No problem. JVC is a great company. As I opened the box, I noticed
that somebody had been into it before and things weren't packed like
you'd expect to get from the factory through Circuit City.
Sure enough, this camera was a return, because the lithium battery was
missing. I drove back to the store for the battery to the remote.
Upon returning, I then realized I had stupidly left my tripod connector
on the first camera I returned, so I went back to retrieve that (10
miles each way).
60 miles and many hours later I am finally satisfied. I decided to
check out the editing functions, and discovered that the 2nd (or was
that the 4th one?) camera would not edit properly, leaving the editing
menu superimposed on the TV screen regardless of settings like "Display
off."
I called JVC's "phone line" several times, including early morning,
just to see what I would get. In every case, the reply was a machine
which said, "All technicians are busy, please call back at a later
time." To me it was obvious that the phone number was just a gimmick.

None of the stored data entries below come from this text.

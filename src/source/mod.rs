//! Payload source subsystem.
//!
//! # Data Flow
//! ```text
//! Handler output bytes
//!     → buffer.rs  (fixed in-memory body)
//!     → reader.rs  (any io::Read producer)
//!     → channel.rs (incremental feed from a producer thread)
//!     → FramedStream delegates body reads here
//! ```
//!
//! # Design Decisions
//! - The framer depends on this trait, never on a concrete backing, so tests
//!   substitute stand-ins freely
//! - Sources are `Send`: one thread may feed while the transport drains
//! - Source I/O errors pass through the framer untranslated

pub mod buffer;
pub mod channel;
pub mod reader;

pub use buffer::BufferSource;
pub use channel::{ChannelSource, PayloadSender};
pub use reader::ReaderSource;

use std::io;

/// The narrow capability the framer needs from a body producer: a
/// sequentially readable byte source with release.
pub trait PayloadSource: Send {
    /// Fill `buf` with up to `buf.len()` bytes. `Ok(0)` signals end-of-data.
    ///
    /// May block with whatever semantics the backing exhibits; the framer is
    /// demand-driven and adds no timeout or cancellation of its own.
    fn read(&mut self, buf: &mut [u8]) -> io::Result<usize>;

    /// Bytes handed out so far. Diagnostics only.
    fn position(&self) -> u64;

    /// Whether the source can still produce bytes.
    fn can_read(&self) -> bool {
        true
    }

    /// Release any resources the source holds. Called at most once by the
    /// owning stream.
    fn release(&mut self) {}
}
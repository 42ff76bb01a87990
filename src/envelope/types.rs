//! Envelope error definitions.

use thiserror::Error;

/// Errors raised by the framing layer itself.
///
/// Payload-source I/O errors are deliberately absent: the framer relays them
/// as `std::io::Error` unchanged, adding no failure semantics of its own.
#[derive(Debug, Error)]
pub enum FrameError {
    /// The stream is forward-only; random access and mutation are rejected.
    #[error("unsupported operation on forward-only response stream: {0}")]
    Unsupported(&'static str),

    /// Serializing the JSON prelude failed.
    #[error("failed to encode response prelude: {0}")]
    Prelude(#[from] serde_json::Error),
}

/// Result type for framing operations.
pub type FrameResult<T> = Result<T, FrameError>;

So I went to their web site to get an e-mail address or find some way of
contacting JVC. Nothing except the same phone number that replies with
the same answer. That phone number gimmick is there to make us all
feel safe, I suppose, *before* we buy something. (It does seem strange
to call factories without phone lines, "phonies." Whatever they are,
they did a wonderful job of hiding themselves, but I did notice their
site could sell you anything successfully.)
So, unable to assemble the edit, I decided to just do it all the old
fashioned way forward in one direction, finish the tape on the VCR
directly, and then return the defective camera, which we did.
I did ask the salesman though, "What do recording DVDs cost?"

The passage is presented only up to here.